Bazı insanlar için geçmişin yanlışları, onların bebeklik ya da çocuklu dönemidir. “Bir çocukluktur yaptım” deyip önlerine bakar ve geleceği tasarlarlar. Kimileri ise geçmişe takılarak onu düzeltmek gibi bir yanılsama (illüzyon) içine saplanırlar. Bu saplantı, çöl rüzgârlarının dağları ve tepeleri yok ettiği gibi akıl ve duygu dünyamızı an be an kum tanelerine çevirip yaşamın imkânsızlıklarına savurur, atar.
Geçmişte yanlış yapmış olmanız ve bataklığa saplanmadan bu yanlıştan kurtulmuş olmanız, bu konuda kendinizi ‘aşılanmış’ (bağışıklık kazanmış) gibi hissetmenize neden olmamalıdır. Yaşamın her noktasına mevcut olan yanlışlıklar potansiyeli bizi aymaz bir biçimde yakalamak için hazır beklemektedir. Bunu olumlu bir yaklaşımla yorumlarsam; yaşamda yanlış yapmak, her zaman için olağan bir durumdur; önemli olan, bir yanlıştan ders çıkarmayı başarmamız ve ardından bu yanlışı tekrar etmeyecek biçimde kaynaklarını ortadan kaldırmaktır.
Keyfinizi kaçıran bir yanlışınızdan ders çıkarmak için basit bir yol deneyebilirsiniz.

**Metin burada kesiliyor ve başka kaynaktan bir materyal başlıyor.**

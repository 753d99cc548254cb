/// Capacity ratio (percent) below which no attention is needed.
const MONITOR_PCT: f64 = 85.0;
/// Capacity ratio at which the situation warrants caution.
const CAUTION_PCT: f64 = 90.0;
/// Capacity ratio that triggers a cleanup cycle.
const CLEANUP_PCT: f64 = 95.0;
/// Cleanup drives projected usage down to this fraction of the ceiling.
/// Kept well below the trigger so adjacent cycles do not oscillate.
const CLEANUP_TARGET: f64 = 0.70;

/// The four-level response to a forecast-versus-capacity comparison.
#[derive(Debug, Clone, Copy, PartialEq, Eq)]
pub enum Action {
    Safe,
    Monitor,
    Caution,
    Cleanup,
}

impl Action {
    pub fn as_str(&self) -> &'static str {
        match self {
            Action::Safe => "SAFE",
            Action::Monitor => "MONITOR",
            Action::Caution => "CAUTION",
            Action::Cleanup => "CLEANUP",
        }
    }

    /// Numeric code used at the API boundary.
    pub fn code(&self) -> i32 {
        match self {
            Action::Safe => 0,
            Action::Monitor => 1,
            Action::Caution => 2,
            Action::Cleanup => 3,
        }
    }
}

impl std::fmt::Display for Action {
    fn fmt(&self, f: &mut std::fmt::Formatter<'_>) -> std::fmt::Result {
        f.write_str(self.as_str())
    }
}

#[derive(Debug, Clone, Copy)]
pub struct Evaluation {
    pub action: Action,
    pub projected_pct: f64,
    pub amount_to_delete_mb: f64,
}

/// Map a predicted occupancy against the capacity ceiling. A non-positive
/// ceiling disables the ladder entirely.
pub fn evaluate(predicted_mb: f64, limit_mb: f64) -> Evaluation {
    if limit_mb <= 0.0 {
        return Evaluation {
            action: Action::Safe,
            projected_pct: 0.0,
            amount_to_delete_mb: 0.0,
        };
    }

    let pct = predicted_mb / limit_mb * 100.0;
    let (action, amount) = if pct < MONITOR_PCT {
        (Action::Safe, 0.0)
    } else if pct < CAUTION_PCT {
        (Action::Monitor, 0.0)
    } else if pct < CLEANUP_PCT {
        (Action::Caution, 0.0)
    } else {
        (Action::Cleanup, (predicted_mb - limit_mb * CLEANUP_TARGET).max(0.0))
    };

    Evaluation {
        action,
        projected_pct: pct,
        amount_to_delete_mb: amount,
    }
}

#[cfg(test)]
mod tests {
    use super::*;

    #[test]
    fn test_safe_below_85() {
        let eval = evaluate(800.0, 1000.0);
        assert_eq!(eval.action, Action::Safe);
        assert_eq!(eval.amount_to_delete_mb, 0.0);
        assert!((eval.projected_pct - 80.0).abs() < 1e-9);
    }

    #[test]
    fn test_cleanup_target_amount() {
        // 980 / 1000 = 98% → delete down to the 700 MB target.
        let eval = evaluate(980.0, 1000.0);
        assert_eq!(eval.action, Action::Cleanup);
        assert!((eval.amount_to_delete_mb - 280.0).abs() < 1e-9);
    }

    #[test]
    fn test_ladder_boundaries() {
        assert_eq!(evaluate(849.9, 1000.0).action, Action::Safe);
        assert_eq!(evaluate(850.0, 1000.0).action, Action::Monitor);
        assert_eq!(evaluate(899.9, 1000.0).action, Action::Monitor);
        assert_eq!(evaluate(900.0, 1000.0).action, Action::Caution);
        assert_eq!(evaluate(949.9, 1000.0).action, Action::Caution);
        assert_eq!(evaluate(950.0, 1000.0).action, Action::Cleanup);
    }

    #[test]
    fn test_nonpositive_limit_is_safe() {
        assert_eq!(evaluate(5000.0, 0.0).action, Action::Safe);
        assert_eq!(evaluate(5000.0, -10.0).action, Action::Safe);
    }

    #[test]
    fn test_cleanup_amount_never_negative() {
        // Predicted above the trigger but below the 70% target is impossible
        // (95% > 70%), yet the clamp keeps the formula total.
        let eval = evaluate(950.0, 1000.0);
        assert!(eval.amount_to_delete_mb >= 0.0);
    }
}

Örneğin yaptığımız yanlışın tam olarak ne olduğunu bir kâğıda yazmak başlamak için önemli bir adımdır. Böylece sizi üzen konuyu kendinize net biçimde anlatmış olacaksınız. Daha sonra bu yanlışa yol açan nedenleri ve etkenleri yazmaya çalışın. Bunları yazarken sizin denetimizde olan (olması gereken) ve sizin denetleyemediğiniz neden ve etkenleri ayrı listelemenizde yarar olabilir.
Bir toplum içinde yaşadığımız için yaptığımız hemen hemen her eylem birden fazla kişi ya da kuruluşu ilgilendiriyor ya da etkiliyor. Onları ilgili olay için paydaşlarımız olarak kabul edebiliriz. Yaptığımız yanlıştan, bazı paydaşlarımız olumsuz etkilenmiş olabilirler. Kimler ne biçimde olumsuz etkilenebilir ya da etkilenmiş olabilir? Bunlarla ilgili notlar da yazabilirsiniz.

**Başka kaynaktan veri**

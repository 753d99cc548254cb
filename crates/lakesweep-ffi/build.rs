use std::env;
use std::path::PathBuf;

fn main() {
    let crate_dir = env::var("CARGO_MANIFEST_DIR").unwrap();
    let output_dir = PathBuf::from(&crate_dir);

    let config = cbindgen::Config::from_file(output_dir.join("cbindgen.toml"))
        .expect("Failed to read cbindgen.toml");

    cbindgen::Builder::new()
        .with_crate(&crate_dir)
        .with_config(config)
        .generate()
        .expect("Failed to generate C bindings")
        .write_to_file(output_dir.join("lakesweep.h"));
}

Böyle bir analiz, keyfinizi kaçıran olay ya da konunun gerçek boyutlarını görmenize ve onu objektif olarak değerlendirmenize vesile olacaktır. Çoğu zaman yanlışlarımızı (korku, kaygı ve endişelerimizin katkısıyla) zihinden değerlendirmeye çalıştığımız için yanlışa karşı objektif davranmamız mümkün olmuyor. Dolayısıyla küçük bir etkisi olabilecek yanlış, iç dünyamızda büyüyerek geleceğimizi zincire mahkûm ediyor. Yanlışlarımızı bizi geleceğe yürümekten alıkoyan prangalar haline getirmemeliyiz.